There's nothing new, it's all a bit over done and even for a just an hour long it manages to over stays its welcome. Lila disappears, Lila reappears, there's suspicion, accusation then rinse and repeat. Each actor plays their one dimensional caricatures as well as could be expected. Mantan Moreland reprieves his role from King of the Zombies as light relief breaking the scenes of serious drama with his slap stick style, quick and witty banter and contemporary, even subversive style demonstrating yet again why if he had been born a different colour he would have been an undoubted comic legend. However, what the film makes up for against the trite narrative is the occasional iconic scene and the paradigm shift in reimagining our zombie friends free of magic, hypnosis and new world influence.

Well, almost. First off, it's New Orleans, the heritage home of Vodou and the zombie but that doesn't mean magic is in the air. The zombies of Dr. Max are reanimated by science. Drugs, electricity, the idea that a body once mature retains the ability to be restarted are his methods of reanimation, the careful paralysis of parts of the human brain are those that gain him control. 'Against an army of zombies', he tells his Nazi confident, 'no armies could stand. Even blown half to bits, undaunted by fire and gas, zombies would fight on so long as the brain cells' that receive and execute commands, still remained intact.' Writer Edmond Kelso, allowed to continue to expand his ideas from King of the Zombies might well be responsible for establishing quite the set of zombie staples.

The zombies of director Steve Sekely's film might well be impervious reanimated machines built for fighting but they're still very firmly slaves under the control of a master. There's no flesh eating or rabid primal driving, they're workers able to reply to orders and perform all manner of rudimentary tasks implying their memories and cognitive abilities are still very much intact. There's also the indication that full self-aware reanimation would actually be possible with Lila seemingly able to retain some of her will and even the ability to 'turn' Max's army of zombies back onto him. The narrative for this control is still quite confusing and incoherent and it's never explained why the zombies were able to return to their eternal slumber once their master was killed but it did lend itself for quite the atmospheric final scene in the same graveyard that was saw the dead rise at the start, this time close the crypt's door.

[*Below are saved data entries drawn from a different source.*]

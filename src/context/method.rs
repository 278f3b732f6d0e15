//! Handle passed to method handlers.

use std::sync::{
    Arc,
    atomic::{AtomicBool, Ordering},
};

use serde_json::Value;

use crate::session::ConnectionId;

#[derive(Debug, Default)]
struct ReplyState {
    done: AtomicBool,
    updated: AtomicBool,
}

/// One in-flight method call.
///
/// The handler's return value becomes the reply: `Ok` is sent as `result`
/// followed by `updated`, `Err` as a `result` carrying the error.
#[derive(Clone, Debug)]
pub struct MethodContext {
    id: String,
    method: String,
    params: Vec<Value>,
    connection: ConnectionId,
    session: String,
    reply: Arc<ReplyState>,
}

impl MethodContext {
    pub(crate) fn new(
        id: String,
        method: String,
        params: Vec<Value>,
        connection: ConnectionId,
        session: String,
    ) -> Self {
        Self {
            id,
            method,
            params,
            connection,
            session,
            reply: Arc::default(),
        }
    }

    /// Client-chosen call id.
    #[must_use]
    pub fn id(&self) -> &str { &self.id }

    #[must_use]
    pub fn method(&self) -> &str { &self.method }

    #[must_use]
    pub fn params(&self) -> &[Value] { &self.params }

    /// Positional parameter, if present.
    #[must_use]
    pub fn param(&self, index: usize) -> Option<&Value> { self.params.get(index) }

    #[must_use]
    pub fn connection_id(&self) -> ConnectionId { self.connection }

    #[must_use]
    pub fn session_id(&self) -> &str { &self.session }

    /// Returns `true` once the result or error has been sent.
    #[must_use]
    pub fn is_done(&self) -> bool { self.reply.done.load(Ordering::Acquire) }

    /// Returns `true` once `updated` has been sent.
    #[must_use]
    pub fn is_updated(&self) -> bool { self.reply.updated.load(Ordering::Acquire) }

    /// Claim the right to send the reply. Only the first call returns `true`.
    pub(crate) fn mark_done(&self) -> bool { !self.reply.done.swap(true, Ordering::AcqRel) }

    /// Claim the right to send `updated`. Only the first call returns `true`.
    pub(crate) fn mark_updated(&self) -> bool { !self.reply.updated.swap(true, Ordering::AcqRel) }
}
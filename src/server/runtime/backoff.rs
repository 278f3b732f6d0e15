//! Back-off configuration for the server accept loop.

use std::time::Duration;

/// Exponential back-off applied when `accept()` fails.
///
/// The delay starts at `initial_delay` and doubles on each consecutive
/// failure, capped at `max_delay`. A successful accept resets it.
///
/// # Default Values
/// - `initial_delay`: 10 milliseconds
/// - `max_delay`: 1 second
#[derive(Clone, Copy, Debug, PartialEq, Eq)]
pub struct BackoffConfig {
    /// Delay used for the first retry after an `accept()` failure.
    pub initial_delay: Duration,
    /// Upper bound on the delay.
    pub max_delay: Duration,
}

impl Default for BackoffConfig {
    fn default() -> Self {
        Self {
            initial_delay: Duration::from_millis(10),
            max_delay: Duration::from_secs(1),
        }
    }
}

impl BackoffConfig {
    /// Clamp both delays to at least one millisecond and order them so that
    /// `initial_delay <= max_delay`.
    ///
    /// ```
    /// use std::time::Duration;
    ///
    /// use ddpframe::server::BackoffConfig;
    ///
    /// let cfg = BackoffConfig {
    ///     initial_delay: Duration::from_millis(5),
    ///     max_delay: Duration::ZERO,
    /// }
    /// .normalized();
    /// assert_eq!(cfg.initial_delay, Duration::from_millis(1));
    /// assert_eq!(cfg.max_delay, Duration::from_millis(5));
    /// ```
    #[must_use]
    pub fn normalized(mut self) -> Self {
        self.initial_delay = self.initial_delay.max(Duration::from_millis(1));
        self.max_delay = self.max_delay.max(Duration::from_millis(1));
        if self.initial_delay > self.max_delay {
            std::mem::swap(&mut self.initial_delay, &mut self.max_delay);
        }
        self
    }

    /// Delay to use after a failure that followed a wait of `current`.
    #[must_use]
    pub fn next_delay(&self, current: Duration) -> Duration { (current * 2).min(self.max_delay) }
}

Credit must be given for breaking the given notion that zombies are inexorably tied to voodoo and magic, hinting at a more western and contemporary approach to thinking about the walking dead in terms of chemicals and science and atmospherically it does a lot right but ultimately Revenge of the Zombies can't shrug off its dismal cliché story, shallow characterisation and pedestrian acting. A low budget war time film it's not bad per-se and Mantan Moreland does shine, but this undoubted piece of important zombie cinema is denied any real esteem by just being a bit too ordinary, 4/10.